As the federal government continues to insist on increasingly more diligent counseling protocols for reverse mortgage customers, the counselors charged with compliance are concerned about the “senior fatigue” that could ensue – an inability or unwillingness by older clients to sit through such sessions, now said to approach two hours in length.
On top of already existing rules, recent HUD HECM protocols require counselors to use the National Council of Aging’s Web-based Financial Interview Tool (FIT) to create a budget for the client, based on their income, assets, debt and expenses. In addition, counselors are required to complete a BenefitsCheckUp for clients whose income falls below 200 percent of the Federal Poverty Level (FPL), or who are disabled.
Jackie Boies, director, branch counseling, in the Gulf Coast East office of Money Management International, Lake Charles, La., says the Benefits Check Up and Financial Interview tool means counseling sessions are taking longer, “but these are valuable tools for educating our clients and providing them with additional resources,” Boies says. The new additions to the process, she reports, are taking 15-20 minutes of additional counseling time.
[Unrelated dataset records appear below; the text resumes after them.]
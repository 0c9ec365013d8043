use crate::bank::merger::{ApplyOutcome, Merger};
use crate::bank::types::{PushEvent, Stamped};
use parking_lot::Mutex;
use std::collections::{BTreeSet, HashSet};
use tracing::debug;

/// Where subscription requests go. The push channel handle implements this;
/// tests substitute a recorder.
pub trait SubscriptionSink {
    fn is_connected(&self) -> bool;
    /// Returns false when the request could not be handed to a live connection.
    fn issue(&self, identity: &str) -> bool;
}

#[derive(Debug, Clone, Copy, PartialEq, Eq)]
pub enum SubscribeOutcome {
    Issued,
    AlreadyIssued,
    Queued,
}

#[derive(Debug, Default)]
struct RegistryState {
    interested: BTreeSet<String>,
    issued: HashSet<String>,
}

/// Identities the session wants push updates for, plus which of them have
/// been issued on the current connection.
#[derive(Debug, Default)]
pub struct Registry {
    state: Mutex<RegistryState>,
}

impl Registry {
    pub fn new() -> Self {
        Self::default()
    }

    pub fn subscribe(&self, identity: &str, sink: &dyn SubscriptionSink) -> SubscribeOutcome {
        let mut state = self.state.lock();
        state.interested.insert(identity.to_string());
        if state.issued.contains(identity) {
            return SubscribeOutcome::AlreadyIssued;
        }
        if sink.is_connected() && sink.issue(identity) {
            state.issued.insert(identity.to_string());
            debug!(identity, "subscription issued");
            return SubscribeOutcome::Issued;
        }
        debug!(identity, "subscription queued until the push channel connects");
        SubscribeOutcome::Queued
    }

    /// Local only; the server keeps pushing and delivery filters it out.
    pub fn unsubscribe(&self, identity: &str) -> bool {
        let mut state = self.state.lock();
        state.issued.remove(identity);
        state.interested.remove(identity)
    }

    /// Issues every recorded identity once on a fresh connection. Identities
    /// already sent on this connection are skipped.
    pub fn on_connected(&self, sink: &dyn SubscriptionSink) -> usize {
        let mut state = self.state.lock();
        let pending: Vec<String> = state
            .interested
            .iter()
            .filter(|identity| !state.issued.contains(*identity))
            .cloned()
            .collect();
        for identity in pending {
            if sink.issue(&identity) {
                state.issued.insert(identity);
            }
        }
        debug!(count = state.issued.len(), "subscriptions reissued after connect");
        state.issued.len()
    }

    /// Subscriptions die with the connection.
    pub fn on_disconnected(&self) {
        self.state.lock().issued.clear();
    }

    pub fn is_subscribed(&self, identity: &str) -> bool {
        self.state.lock().interested.contains(identity)
    }

    /// Hands a push event to the merger unless it belongs to an identity the
    /// session no longer follows. Fleet stats are never filtered.
    pub fn deliver(&self, merger: &Merger, event: Stamped<PushEvent>) -> ApplyOutcome {
        if let Some(identity) = event.value.identity() {
            if !self.is_subscribed(identity) {
                debug!(
                    identity,
                    event = event.value.event_name(),
                    "dropping push for unsubscribed identity"
                );
                return ApplyOutcome::Filtered;
            }
        }
        merger.apply_push(event)
    }
}

#[cfg(test)]
mod tests {
    use super::*;
    use crate::bank::types::{FleetStats, RevisionClock};
    use rust_decimal_macros::dec;
    use std::sync::atomic::{AtomicBool, Ordering};
    use std::time::Duration;

    #[derive(Default)]
    struct RecordingSink {
        connected: AtomicBool,
        issued: Mutex<Vec<String>>,
    }

    impl RecordingSink {
        fn set_connected(&self, connected: bool) {
            self.connected.store(connected, Ordering::SeqCst);
        }

        fn issued(&self) -> Vec<String> {
            self.issued.lock().clone()
        }
    }

    impl SubscriptionSink for RecordingSink {
        fn is_connected(&self) -> bool {
            self.connected.load(Ordering::SeqCst)
        }

        fn issue(&self, identity: &str) -> bool {
            if !self.is_connected() {
                return false;
            }
            self.issued.lock().push(identity.to_string());
            true
        }
    }

    #[test]
    fn repeated_subscribe_before_connect_issues_once() {
        let registry = Registry::new();
        let sink = RecordingSink::default();

        for _ in 0..4 {
            assert_eq!(registry.subscribe("0000000001", &sink), SubscribeOutcome::Queued);
        }
        sink.set_connected(true);
        registry.on_connected(&sink);

        assert_eq!(sink.issued(), vec!["0000000001".to_string()]);
    }

    #[test]
    fn subscribe_while_connected_is_immediate_and_idempotent() {
        let registry = Registry::new();
        let sink = RecordingSink::default();
        sink.set_connected(true);

        assert_eq!(registry.subscribe("0000000001", &sink), SubscribeOutcome::Issued);
        assert_eq!(
            registry.subscribe("0000000001", &sink),
            SubscribeOutcome::AlreadyIssued
        );
        assert_eq!(sink.issued().len(), 1);
    }

    #[test]
    fn every_reconnect_reissues_all_identities() {
        let registry = Registry::new();
        let sink = RecordingSink::default();
        sink.set_connected(true);
        registry.subscribe("0000000001", &sink);
        registry.subscribe("0000000002", &sink);

        sink.set_connected(false);
        registry.on_disconnected();
        sink.set_connected(true);
        assert_eq!(registry.on_connected(&sink), 2);

        assert_eq!(sink.issued().len(), 4);
    }

    #[test]
    fn subscription_issued_just_before_connect_event_is_not_repeated() {
        let registry = Registry::new();
        let sink = RecordingSink::default();
        sink.set_connected(true);

        registry.subscribe("0000000001", &sink);
        assert_eq!(registry.on_connected(&sink), 1);

        assert_eq!(sink.issued(), vec!["0000000001".to_string()]);
    }

    #[test]
    fn unsubscribed_identity_is_filtered_at_delivery() {
        let registry = Registry::new();
        let sink = RecordingSink::default();
        let merger = Merger::new(Duration::from_millis(3_000));
        let clock = RevisionClock::new();
        registry.subscribe("0000000001", &sink);
        assert!(registry.unsubscribe("0000000001"));

        let outcome = registry.deliver(
            &merger,
            clock.stamp_value(PushEvent::BalanceChanged {
                identity: "0000000001".to_string(),
                balance: dec!(10.00),
            }),
        );
        assert_eq!(outcome, ApplyOutcome::Filtered);
        assert_eq!(merger.snapshot("0000000001").balance, None);

        let stats = registry.deliver(
            &merger,
            clock.stamp_value(PushEvent::StatsChanged {
                stats: FleetStats::default(),
            }),
        );
        assert_eq!(stats, ApplyOutcome::Applied);
    }
}
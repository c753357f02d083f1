//! Panel element model.
//!
//! A [`PanelElement`] is one instrument instance: a stack of selectable
//! [`ElementState`]s plus optional animation bindings. Bindings are postfix
//! expression strings; they are evaluated by the runtime, never here.

use glam::{DVec2, DVec3};
use serde::{Deserialize, Serialize};

use crate::cfg::{Color24, Color32};
use crate::host::{ElementSink, TextureHandle};

/// What kind of instrument an element belongs to.
#[derive(Debug, Clone, Copy, PartialEq, Eq, Serialize, Deserialize)]
pub enum ElementKind {
    /// Daytime/nighttime panel image
    Background,
    /// Two-state lamp
    PilotLamp,
    /// Rotating needle
    Needle,
    /// Scrolling bar texture
    LinearGauge,
    /// Digit strip, one state per frame
    DigitalNumber,
    /// LED-style radial sweep
    DigitalGauge,
    /// Surface for the custom timetable
    Timetable,
    /// Legacy pressure gauge needle
    PressureGauge,
    /// Legacy speedometer needle or LED sweep
    Speedometer,
    /// Legacy speed digits
    DigitalIndicator,
    /// Clock hand
    Clock,
    /// Legacy brake handle position strip
    BrakeIndicator,
}

/// Mesh vertex in element space.
#[derive(Debug, Clone, Copy, PartialEq, Serialize, Deserialize)]
pub struct Vertex {
    /// Element-space position
    pub position: DVec3,
    /// Texture coordinate, 0..1 per axis
    pub texcoord: DVec2,
}

/// Textures and tint of a mesh.
#[derive(Debug, Clone, PartialEq, Serialize, Deserialize)]
pub struct Material {
    /// Texture shown by day
    pub daytime: Option<TextureHandle>,
    /// Texture shown at night, blended with the daytime one
    pub nighttime: Option<TextureHandle>,
    /// Tint
    pub color: Color32,
    /// Set when the daytime texture uses a color key
    pub transparent_color: Option<Color24>,
}

impl Material {
    /// Untextured or textured material without a color key.
    pub fn new(daytime: Option<TextureHandle>, nighttime: Option<TextureHandle>, color: Color32) -> Self {
        Self {
            daytime,
            nighttime,
            color,
            transparent_color: None,
        }
    }

    /// Record the color key the daytime texture was registered with.
    pub fn keyed(mut self, key: Color24) -> Self {
        if self.daytime.is_some() {
            self.transparent_color = Some(key);
        }
        self
    }
}

/// Polygon mesh of one element state.
#[derive(Debug, Clone, PartialEq, Serialize, Deserialize)]
pub struct Mesh {
    /// Vertex list shared by the faces
    pub vertices: Vec<Vertex>,
    /// Vertex indices per face
    pub faces: Vec<Vec<usize>>,
    /// Shared by every face
    pub material: Material,
}

impl Mesh {
    /// Single-face quad.
    pub fn quad(vertices: [Vertex; 4], material: Material) -> Self {
        Self {
            vertices: vertices.to_vec(),
            faces: vec![vec![0, 1, 2, 3]],
            material,
        }
    }

    /// Placeholder mesh for a radial sweep: 11 zeroed vertices in a
    /// five-triangle fan around vertex 0. The runtime fills the positions.
    pub fn sweep_fan(material: Material) -> Self {
        let zero = Vertex {
            position: DVec3::ZERO,
            texcoord: DVec2::ZERO,
        };
        Self {
            vertices: vec![zero; 11],
            faces: vec![
                vec![0, 1, 2],
                vec![0, 3, 4],
                vec![0, 5, 6],
                vec![0, 7, 8],
                vec![0, 9, 10],
            ],
            material,
        }
    }
}

/// One selectable pose of an element.
#[derive(Debug, Clone, PartialEq, Serialize, Deserialize)]
pub struct ElementState {
    /// Eye-space position of the rotation pivot
    pub offset: DVec3,
    /// Geometry relative to the pivot
    pub mesh: Mesh,
}

/// Local frame a needle rotates in.
#[derive(Debug, Clone, Copy, PartialEq, Serialize, Deserialize)]
pub struct RotationAxes {
    /// Right
    pub x: DVec3,
    /// Up
    pub y: DVec3,
    /// Rotation axis
    pub z: DVec3,
}

impl RotationAxes {
    /// Axes of a needle turning in the panel plane.
    pub fn needle() -> Self {
        let z = DVec3::new(0.0, 0.0, -1.0);
        let x = DVec3::new(1.0, 0.0, 0.0);
        Self { x, y: z.cross(x), z }
    }
}

/// Second-order spring damping of a needle.
#[derive(Debug, Clone, Copy, PartialEq, Serialize, Deserialize)]
pub struct Damping {
    /// Radians per second
    pub natural_frequency: f64,
    /// 1.0 is critically damped
    pub damping_ratio: f64,
}

/// Needle rotation about the Z axis.
#[derive(Debug, Clone, PartialEq, Serialize, Deserialize)]
pub struct RotationBinding {
    /// Frame the angle turns in
    pub axes: RotationAxes,
    /// Postfix expression yielding the angle in radians
    pub function: String,
    /// Spring damping; none snaps to the target angle
    pub damping: Option<Damping>,
    /// Angle range the result is clamped to (needle backstop)
    pub clamp: Option<(f64, f64)>,
    /// Smooth the angle between frames
    pub smoothed: bool,
}

impl RotationBinding {
    /// Undamped, unclamped rotation about the needle axes.
    pub fn needle(function: String) -> Self {
        Self {
            axes: RotationAxes::needle(),
            function,
            damping: None,
            clamp: None,
            smoothed: false,
        }
    }
}

/// LED-style radial fill driven by an angle expression.
#[derive(Debug, Clone, PartialEq, Serialize, Deserialize)]
pub struct RadialSweep {
    /// Angle at the minimum value, radians
    pub initial_angle: f64,
    /// Angle at the maximum value, radians
    pub last_angle: f64,
    /// Set when `initial_angle <= last_angle`
    pub clockwise: bool,
    /// The four quad corners followed by their centroid
    pub vectors: [DVec3; 5],
    /// Postfix expression yielding the sweep angle
    pub function: String,
}

/// Texture scrolling along a direction (linear gauges).
#[derive(Debug, Clone, PartialEq, Serialize, Deserialize)]
pub struct TextureShift {
    /// Scroll direction, each component -1, 0 or 1
    pub direction: (i32, i32),
    /// Postfix expression yielding the shift in texture widths
    pub function: String,
}

/// One instrument instance.
#[derive(Debug, Clone, PartialEq, Serialize, Deserialize)]
pub struct PanelElement {
    /// Instrument it belongs to
    pub kind: ElementKind,
    /// Visual states; `current_state` picks one
    pub states: Vec<ElementState>,
    /// State shown before the first evaluation
    pub current_state: usize,
    /// Postfix expression selecting the visible state (out of range hides the element)
    pub state_function: Option<String>,
    /// Needle rotation
    pub rotation: Option<RotationBinding>,
    /// Radial fill
    pub radial_sweep: Option<RadialSweep>,
    /// Scrolling texture
    pub texture_shift: Option<TextureShift>,
    /// Surface the custom timetable is drawn onto
    pub timetable: bool,
}

impl PanelElement {
    /// Element with a single state.
    pub fn new(kind: ElementKind, state: ElementState) -> Self {
        Self {
            kind,
            states: vec![state],
            current_state: 0,
            state_function: None,
            rotation: None,
            radial_sweep: None,
            texture_shift: None,
            timetable: false,
        }
    }

    /// Select the visible state with a postfix expression.
    pub fn with_state_function(mut self, function: impl Into<String>) -> Self {
        self.state_function = Some(function.into());
        self
    }
}

/// One output of an element builder.
#[derive(Debug, Clone, PartialEq)]
pub enum ElementStep {
    /// A new element appended to the car
    NewElement(PanelElement),
    /// Another state for the element most recently appended to the car
    AppendState(ElementState),
}

/// Apply builder output to a sink, in order. Returns the number of new elements.
pub fn apply_steps(sink: &mut dyn ElementSink, car: usize, steps: Vec<ElementStep>) -> usize {
    let mut added = 0;
    for step in steps {
        match step {
            ElementStep::NewElement(element) => {
                sink.append_element(car, element);
                added += 1;
            }
            ElementStep::AppendState(state) => match sink.last_element(car) {
                Some(i) => sink.append_state(car, i, state),
                None => tracing::error!("no element to append a state to in car {}", car),
            },
        }
    }
    added
}

#[cfg(test)]
mod tests {
    use super::*;
    use crate::host::CarSections;

    fn state(x: f64) -> ElementState {
        ElementState {
            offset: DVec3::new(x, 0.0, 1.0),
            mesh: Mesh::quad(
                [Vertex {
                    position: DVec3::ZERO,
                    texcoord: DVec2::ZERO,
                }; 4],
                Material::new(None, None, Color32::WHITE),
            ),
        }
    }

    #[test]
    fn test_needle_axes_are_orthonormal() {
        let axes = RotationAxes::needle();
        assert_eq!(axes.y, DVec3::new(0.0, -1.0, 0.0));
        assert_eq!(axes.x.dot(axes.z), 0.0);
    }

    #[test]
    fn test_append_state_targets_last_element() {
        let mut sections = CarSections::new(1);
        let steps = vec![
            ElementStep::NewElement(PanelElement::new(ElementKind::Background, state(0.0))),
            ElementStep::NewElement(PanelElement::new(ElementKind::DigitalNumber, state(1.0))),
            ElementStep::AppendState(state(2.0)),
        ];
        let added = apply_steps(&mut sections, 0, steps);
        assert_eq!(added, 2);

        let elements = sections.elements(0);
        assert_eq!(elements[0].states.len(), 1);
        assert_eq!(elements[1].states.len(), 2);
        assert_eq!(elements[1].states[1].offset.x, 2.0);
    }

    #[test]
    fn test_sweep_fan_shape() {
        let mesh = Mesh::sweep_fan(Material::new(None, None, Color32::BLACK));
        assert_eq!(mesh.vertices.len(), 11);
        assert_eq!(mesh.faces.len(), 5);
        assert!(mesh.faces.iter().all(|f| f[0] == 0 && f.len() == 3));
    }
}
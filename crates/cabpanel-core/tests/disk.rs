use cabpanel_core::prelude::*;
use image::RgbaImage;
use pretty_assertions::assert_eq;

#[test]
fn test_windows_panel_compiles_from_disk() {
    let dir = tempfile::tempdir().unwrap();
    let train = dir.path().join("train");
    std::fs::create_dir_all(train.join("Img")).unwrap();
    RgbaImage::new(20, 10).save(train.join("Img").join("Lamp.gif")).unwrap();
    std::fs::write(
        train.join("panel2.cfg"),
        "[PilotLamp]\r\nSubject = ats8\r\nDaytimeImage = img\\lamp.gif\r\n",
    )
    .unwrap();

    let options = CompileOptions::default();
    let source = PanelSource::from_file(train.join("panel2.cfg"), options.encoding).unwrap();
    let mut textures = ImageHeaderTextures::default();
    let files = DiskFiles::new(dir.path().join("compat"));
    let mut sections = CarSections::new(1);
    let mut log = DiagnosticLog::default();
    let mut signal = CancelFlag::default();
    let outcome = {
        let mut ctx = LoadContext {
            textures: &mut textures,
            files: &files,
            sink: &mut sections,
            diagnostics: &mut log,
            signal: &mut signal,
        };
        compile_panel(&source, &options, &mut ctx)
    };

    assert!(log.is_empty(), "{:?}", log.entries);
    assert_eq!(outcome.elements_added, 1);
    assert_eq!(sections.elements(0)[0].kind, ElementKind::PilotLamp);

    let registered = textures.textures();
    assert_eq!(registered.len(), 1);
    assert!(registered[0].path.ends_with("Img/Lamp.gif"));
    assert_eq!((registered[0].width, registered[0].height), (20, 10));
}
One professional in the field says that as “counselors become more experienced with both the content of the sessions, we expect to be able to improve on the amount of time it takes.” This person also said HUD may relent on some requirements as it receives comments from the field on what their growing regulations require in terms of time to implement.
“These sessions can now go on for two hours and for many seniors that’s just too much,” the counselor says.
One mitigating factor coming down the pike is that reverse mortgage customers are actually getting younger, according to Jerry Tomlin, Atlantic Bay Mortgage Group, who notes that “the 72-year-old widow was our typical reverse mortgage customer [but] now it’s the 60-ish couple and single men – [generally more] active adults.”